Valse avec (ou sans) Bachar

Petite photo de famille, hier, à Vienne. Brendan Smialowski/Pool/ Reuters

Être diplomate à Vienne. Dans le somptueux décor de l'hôtel Impérial, ancienne résidence du prince de Wurtemberg. Savoir qu'on va passer sa journée à négocier, à serrer des mains, à feindre des sourires, à défendre coûte que coûte son point de vue, à ne rien céder, à ne rien laisser paraître. Savoir qu'on va utiliser toute son énergie, et toutes celles des autres, pour réaliser d'infimes avancées.

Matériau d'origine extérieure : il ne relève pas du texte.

//! Autopilot Tool Library
//!
//! Step actions and collaborator clients for bug-to-PR workflows.
//!
//! This crate provides:
//! - Step action binding with registry pattern
//! - Collaborator interfaces: issue tracker, source control, fix generator, notifier
//! - GitHub REST client with a simulated demo mode
//! - Template-based fix generation with Jinja2-compatible syntax
//! - The bound actions of the default bug-to-PR workflow

pub mod actions;
pub mod collaborators;
pub mod context;
pub mod error;
pub mod fix;
pub mod github;
pub mod notify;
pub mod registry;
pub mod result;

pub use actions::{create_default_registry, REQUIRED_INPUTS};
pub use collaborators::Collaborators;
pub use context::{ActionContext, ContextMap, NullSink, ProgressSink};
pub use error::ActionError;
pub use registry::{ActionRegistry, StepAction};
pub use result::ActionOutput;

Être Sergueï Lavrov à Vienne. Se souvenir qu'on était là, déjà, il y a quelques mois, pour concrétiser un accord historique. Savourer le retour en force de son pays. Se féliciter d'être à l'initiative des pourparlers. Avoir la savoureuse sensation d'être dans le costume des Américains, de ceux qui proposent, de ceux qu'on écoute, de ceux qui décident. Affirmer avec conviction que l'on combat le terrorisme. Parler de transition politique, de gouvernement de coalition, tout en bombardant nuit et jour les opposants à Bachar el-Assad. Redouter un nouvel Afghanistan. Gagner du temps.

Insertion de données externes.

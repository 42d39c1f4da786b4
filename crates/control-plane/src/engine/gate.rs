//! Approval gate protocol.
//!
//! Each waiting gate owns a one-shot sender; the executor suspends on the
//! matching receiver until a decision or a cancellation arrives.

use std::collections::{BTreeMap, HashMap};

use chrono::Utc;
use serde::Serialize;
use tokio::sync::{oneshot, Mutex};

use super::channel::EventChannel;
use super::events::RunEvent;
use super::state::{Decision, GateDecision};
use crate::error::AppError;

/// How a gate wait ended.
#[derive(Debug, Clone, Copy, PartialEq, Eq, Serialize)]
#[serde(rename_all = "lowercase")]
pub enum GateResolution {
    Approve,
    Reject,
    /// Released without a decision (shutdown).
    Cancelled,
}

impl From<GateDecision> for GateResolution {
    fn from(decision: GateDecision) -> Self {
        match decision {
            GateDecision::Approve => Self::Approve,
            GateDecision::Reject => Self::Reject,
        }
    }
}

impl std::fmt::Display for GateResolution {
    fn fmt(&self, f: &mut std::fmt::Formatter<'_>) -> std::fmt::Result {
        match self {
            Self::Approve => write!(f, "approve"),
            Self::Reject => write!(f, "reject"),
            Self::Cancelled => write!(f, "cancelled"),
        }
    }
}

/// Outcome delivered to a suspended executor.
#[derive(Debug, Clone, PartialEq, Eq)]
pub struct Resolution {
    pub outcome: GateResolution,
    pub note: Option<String>,
}

impl Resolution {
    pub fn cancelled() -> Self {
        Self {
            outcome: GateResolution::Cancelled,
            note: None,
        }
    }
}

/// Pending wait on one gate.
#[derive(Debug)]
pub struct GateWait {
    receiver: oneshot::Receiver<Resolution>,
}

impl GateWait {
    /// Suspend until the gate resolves. A dropped sender counts as cancelled.
    pub async fn resolved(self) -> Resolution {
        self.receiver.await.unwrap_or_else(|_| Resolution::cancelled())
    }
}

#[derive(Default)]
struct GateBookState {
    waiting: HashMap<String, oneshot::Sender<Resolution>>,
    decisions: BTreeMap<String, Decision>,
    closed: bool,
}

/// Gates of one run: who is waiting, and what was decided.
pub struct GateBook {
    run_id: String,
    state: Mutex<GateBookState>,
}

impl GateBook {
    pub fn new(run_id: impl Into<String>) -> Self {
        Self {
            run_id: run_id.into(),
            state: Mutex::new(GateBookState::default()),
        }
    }

    /// Register a wait on `gate`. Must happen before the gate is announced.
    pub async fn open(&self, gate: &str) -> GateWait {
        let (sender, receiver) = oneshot::channel();
        let mut state = self.state.lock().await;
        if state.closed {
            // Dropping the sender resolves the wait as cancelled.
            drop(sender);
        } else {
            state.waiting.insert(gate.to_string(), sender);
        }
        GateWait { receiver }
    }

    /// Record a decision and wake the waiting executor.
    ///
    /// `approvalRecorded` is published before the executor is woken, so
    /// it always precedes the matching `clarificationResolved`.
    pub async fn record(
        &self,
        gate: &str,
        decision: GateDecision,
        note: Option<String>,
        channel: &EventChannel,
    ) -> Result<Decision, AppError> {
        let mut state = self.state.lock().await;

        if state.decisions.contains_key(gate) {
            return Err(AppError::DuplicateDecision {
                run_id: self.run_id.clone(),
                gate: gate.to_string(),
            });
        }

        let sender = state.waiting.remove(gate).ok_or_else(|| AppError::UnknownGate {
            run_id: self.run_id.clone(),
            gate: gate.to_string(),
        })?;

        if sender.is_closed() {
            return Err(AppError::EngineFault(format!(
                "executor for run {} stopped waiting on gate '{}'",
                self.run_id, gate
            )));
        }

        let recorded = Decision {
            decision,
            note: note.clone(),
            recorded_at: Utc::now(),
        };
        state.decisions.insert(gate.to_string(), recorded.clone());

        channel.publish(RunEvent::ApprovalRecorded {
            gate: gate.to_string(),
            decision,
            note: note.clone(),
        });

        if sender
            .send(Resolution {
                outcome: decision.into(),
                note,
            })
            .is_err()
        {
            tracing::error!(run_id = %self.run_id, gate, "Executor dropped gate after decision");
        }

        tracing::info!(run_id = %self.run_id, gate, decision = %decision, "Decision recorded");
        Ok(recorded)
    }

    /// Release every outstanding wait as cancelled and refuse later waits.
    pub async fn close(&self) -> usize {
        let mut state = self.state.lock().await;
        state.closed = true;
        let released = state.waiting.len();
        for (gate, sender) in state.waiting.drain() {
            tracing::debug!(run_id = %self.run_id, gate = %gate, "Cancelling gate wait");
            let _ = sender.send(Resolution::cancelled());
        }
        released
    }

    pub async fn decisions(&self) -> BTreeMap<String, Decision> {
        self.state.lock().await.decisions.clone()
    }

    pub async fn waiting(&self) -> Vec<String> {
        let mut gates: Vec<String> = self.state.lock().await.waiting.keys().cloned().collect();
        gates.sort();
        gates
    }
}

#[cfg(test)]
mod tests {
    use super::*;
    use crate::engine::channel::ChannelOptions;
    use futures::StreamExt;

    fn channel() -> EventChannel {
        EventChannel::new("r", ChannelOptions::default())
    }

    #[tokio::test]
    async fn test_decision_wakes_waiter() {
        let book = GateBook::new("r");
        let channel = channel();
        let wait = book.open("B").await;

        book.record("B", GateDecision::Approve, Some("ok".to_string()), &channel)
            .await
            .unwrap();

        let resolution = wait.resolved().await;
        assert_eq!(resolution.outcome, GateResolution::Approve);
        assert_eq!(resolution.note.as_deref(), Some("ok"));
        assert!(book.waiting().await.is_empty());
    }

    #[tokio::test]
    async fn test_unknown_gate() {
        let book = GateBook::new("r");
        let err = book
            .record("B", GateDecision::Approve, None, &channel())
            .await
            .unwrap_err();
        assert!(matches!(err, AppError::UnknownGate { .. }));
    }

    #[tokio::test]
    async fn test_duplicate_decision_publishes_once() {
        let book = GateBook::new("r");
        let channel = channel();
        let _wait = book.open("B").await;

        book.record("B", GateDecision::Reject, None, &channel)
            .await
            .unwrap();
        let err = book
            .record("B", GateDecision::Approve, None, &channel)
            .await
            .unwrap_err();
        assert!(matches!(err, AppError::DuplicateDecision { .. }));

        channel.publish(RunEvent::Finished {
            status: crate::engine::state::RunStatus::Failed,
        });
        let recorded = channel
            .subscribe()
            .filter(|item| futures::future::ready(item.kind() == "approvalRecorded"))
            .count()
            .await;
        assert_eq!(recorded, 1);
    }

    #[tokio::test]
    async fn test_close_cancels_waits() {
        let book = GateBook::new("r");
        let wait = book.open("B").await;

        assert_eq!(book.close().await, 1);
        assert_eq!(wait.resolved().await, Resolution::cancelled());

        // Opened after close: resolves immediately.
        let late = book.open("C").await;
        assert_eq!(late.resolved().await.outcome, GateResolution::Cancelled);

        let err = book
            .record("C", GateDecision::Approve, None, &channel())
            .await
            .unwrap_err();
        assert!(matches!(err, AppError::UnknownGate { .. }));
    }

    #[tokio::test]
    async fn test_dropped_waiter_is_engine_fault() {
        let book = GateBook::new("r");
        let wait = book.open("B").await;
        drop(wait);

        let err = book
            .record("B", GateDecision::Approve, None, &channel())
            .await
            .unwrap_err();
        assert!(matches!(err, AppError::EngineFault(_)));
        assert!(book.decisions().await.is_empty());
    }
}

Être John Kerry à Vienne. Se souvenir qu'on était là, déjà, il y a quelques mois, pour concrétiser un accord historique. S'imaginer qu'on aurait pu partager un prix Nobel de la paix avec cet Iranien qu'on connaît désormais par cœur. Faire semblant de laisser les Russes dicter le jeu ; faire semblant d'être d'accord avec eux tout en leur souhaitant « un nouvel Afghanistan ». Réclamer le départ de Bachar el-Assad, mais s'alarmer de l'effondrement du régime syrien. Prétendre ignorer la contradiction entre ces deux souhaits. Ne pas avoir d'autres stratégies que de montrer au monde entier que l'on combat cette hypermenace, à définition variable, que l'on a nommée terrorisme. Savoir qu'on n'est plus les seuls maîtres du jeu au Moyen-Orient. Penser que c'est peut-être mieux ainsi.

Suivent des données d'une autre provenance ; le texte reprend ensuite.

//! Run API handlers.
//!
//! Create, list and inspect runs, and record gate decisions.

use axum::{
    extract::{rejection::JsonRejection, Path, State},
    Json,
};
use serde::{Deserialize, Serialize};

use crate::engine::{GateDecision, RunSnapshot, RunSummary};
use crate::error::{AppError, AppResult};
use crate::result_ext::ResultExt;
use crate::state::AppState;

/// Response for run creation.
#[derive(Debug, Clone, Serialize, Deserialize)]
#[serde(rename_all = "camelCase")]
pub struct CreateRunResponse {
    pub run_id: String,
}

/// Gate decision request. Fields are optional so that missing ones
/// surface as validation errors instead of body rejections.
#[derive(Debug, Clone, Default, Deserialize)]
pub struct ApprovalRequest {
    pub gate: Option<String>,
    pub decision: Option<String>,
    pub note: Option<String>,
}

/// Response for a recorded decision.
#[derive(Debug, Clone, Serialize, Deserialize)]
pub struct ApprovalResponse {
    pub status: String,
}

fn body<T>(payload: Result<Json<T>, JsonRejection>) -> AppResult<T> {
    payload
        .map(|Json(value)| value)
        .map_err(|rejection| AppError::Validation(rejection.body_text()))
}

/// Create a run.
///
/// POST /runs
pub async fn create(
    State(state): State<AppState>,
    payload: Result<Json<serde_json::Value>, JsonRejection>,
) -> AppResult<Json<CreateRunResponse>> {
    let input = body(payload)?;
    let run_id = state.directory.create(input).await.log_warn("creating run")?;
    Ok(Json(CreateRunResponse { run_id }))
}

/// List runs.
///
/// GET /runs
pub async fn list(State(state): State<AppState>) -> Json<Vec<RunSummary>> {
    Json(state.directory.list().await)
}

/// Get a run snapshot.
///
/// GET /runs/{run_id}
pub async fn get(
    State(state): State<AppState>,
    Path(run_id): Path<String>,
) -> AppResult<Json<RunSnapshot>> {
    Ok(Json(state.directory.get(&run_id).await?))
}

/// Record a gate decision.
///
/// POST /runs/{run_id}/approve
pub async fn approve(
    State(state): State<AppState>,
    Path(run_id): Path<String>,
    payload: Result<Json<ApprovalRequest>, JsonRejection>,
) -> AppResult<Json<ApprovalResponse>> {
    let request = body(payload)?;

    let (gate, decision) = match (request.gate.as_deref(), request.decision.as_deref()) {
        (Some(gate), Some(decision)) if !gate.is_empty() => (gate, decision),
        _ => {
            return Err(AppError::Validation(
                "gate and decision are required".to_string(),
            ))
        }
    };
    let decision: GateDecision = decision.parse()?;
    let note = request.note.filter(|n| !n.trim().is_empty());

    state
        .directory
        .decide(&run_id, gate, decision, note)
        .await
        .log_warn("recording approval")?;

    Ok(Json(ApprovalResponse {
        status: "success".to_string(),
    }))
}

(Lire aussi : Sans surprise, le sort d'Assad divise les participants à la réunion de Vienne)


Être Mohammad Javad Zarif à Vienne. Se souvenir qu'on était là, déjà, il y a quelques mois, pour concrétiser un accord historique. S'imaginer qu'on aurait pu partager un prix Nobel de la paix avec cet Américain qu'on connaît désormais par cœur. Savourer son retour dans le concert des nations. Répéter que seule la politique peut régler la crise syrienne, mais continuer d'envoyer toujours plus d'hommes, nationaux ou franchisés, pour défendre son protégé. Présenter le jihadisme sunnite comme une menace existentielle en omettant de rappeler que l'on a contribué à son essor. Parler de transition politique, de gouvernement de coalition, tout en combattant nuit et jour les opposants à Bachar el-Assad. Gagner du temps.

Être Adel al-Jubeir à Vienne. Devoir partager la même pièce que ces Iraniens que l'on redoute par-dessus tout. Se montrer inflexible. Ne plus rien céder. Réclamer à tout prix le départ de Bachar el-Assad, mais craindre l'effondrement du régime. Présenter le jihadisme comme une menace existentielle en omettant de rappeler que l'on a contribué à son essor. Parler de transition politique, de gouvernement de coalition, tout en continuant d'armer, de plus en plus lourdement, les opposants à Bachar el-Assad. Avoir perdu patience.

 

(Lire aussi : Pour la première fois, Washington va déployer des soldats au sol)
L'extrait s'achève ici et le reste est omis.